• _WHAT YOU WILL DO_
Nothing but a number belongs in the answer: how many lines of the records below contain the string "DeviceKind".

(Collected data entries)
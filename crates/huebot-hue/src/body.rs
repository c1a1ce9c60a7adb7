//! Hue v1 wire format

use huebot_core::{Brightness, DeviceState};
use huebot_script::{Device, DeviceKind, GatewayError};
use serde_json::{json, Map, Value};

/// Hue error type for an unknown or revoked username
const ERROR_UNAUTHORIZED_USER: u64 = 1;

/// JSON body for a state change
///
/// Unset fields are omitted so the bridge leaves them alone. `transitiontime`
/// is always sent so the fade length the interpreter assumes matches the
/// device.
pub fn hue_body(state: &DeviceState) -> Value {
    let mut body = Map::new();

    if let Some(on) = state.on {
        body.insert("on".into(), json!(on));
    }
    match state.bri {
        Some(Brightness::Level(level)) => {
            body.insert("bri".into(), json!(level));
        }
        Some(Brightness::Increment(step)) => {
            body.insert("bri_inc".into(), json!(step));
        }
        None => {}
    }
    if let Some(hue) = state.hue {
        body.insert("hue".into(), json!(hue));
    }
    if let Some(sat) = state.sat {
        body.insert("sat".into(), json!(sat));
    }
    if let Some(xy) = state.xy {
        body.insert("xy".into(), json!(xy));
    }
    if let Some(ct) = state.mireds() {
        body.insert("ct".into(), json!(ct));
    }
    body.insert(
        "transitiontime".into(),
        json!(state.transition_deciseconds()),
    );

    Value::Object(body)
}

/// Path below `/api/<username>` that accepts state for a device
pub fn endpoint(device: &Device) -> String {
    match device.kind {
        DeviceKind::Light => format!("lights/{}/state", device.id),
        DeviceKind::Group => format!("groups/{}/action", device.id),
    }
}

/// Map a bridge reply to success or a gateway error
///
/// The bridge answers `200` with a list of `{"success": ...}` and
/// `{"error": {"type", "address", "description"}}` entries; any error entry
/// fails the apply.
pub fn parse_response(status: u16, body: &str) -> Result<(), GatewayError> {
    match status {
        401 | 403 => return Err(GatewayError::Unauthorized(format!("HTTP {}", status))),
        200..=299 => {}
        500..=599 => return Err(GatewayError::Transport(format!("HTTP {}", status))),
        _ => return Err(GatewayError::Rejected(format!("HTTP {}", status))),
    }

    let entries: Vec<Value> = match serde_json::from_str(body) {
        Ok(Value::Array(entries)) => entries,
        Ok(other) => vec![other],
        Err(e) => {
            return Err(GatewayError::Transport(format!(
                "invalid bridge response: {}",
                e
            )))
        }
    };

    let mut rejected = Vec::new();
    for error in entries.iter().filter_map(|entry| entry.get("error")) {
        let kind = error.get("type").and_then(Value::as_u64).unwrap_or(0);
        let description = error
            .get("description")
            .and_then(Value::as_str)
            .unwrap_or("unknown error");

        if kind == ERROR_UNAUTHORIZED_USER {
            return Err(GatewayError::Unauthorized(description.to_string()));
        }
        match error.get("address").and_then(Value::as_str) {
            Some(address) => rejected.push(format!("{}: {}", address, description)),
            None => rejected.push(description.to_string()),
        }
    }

    if rejected.is_empty() {
        Ok(())
    } else {
        Err(GatewayError::Rejected(rejected.join("; ")))
    }
}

• _EXERCISE RESULT_
3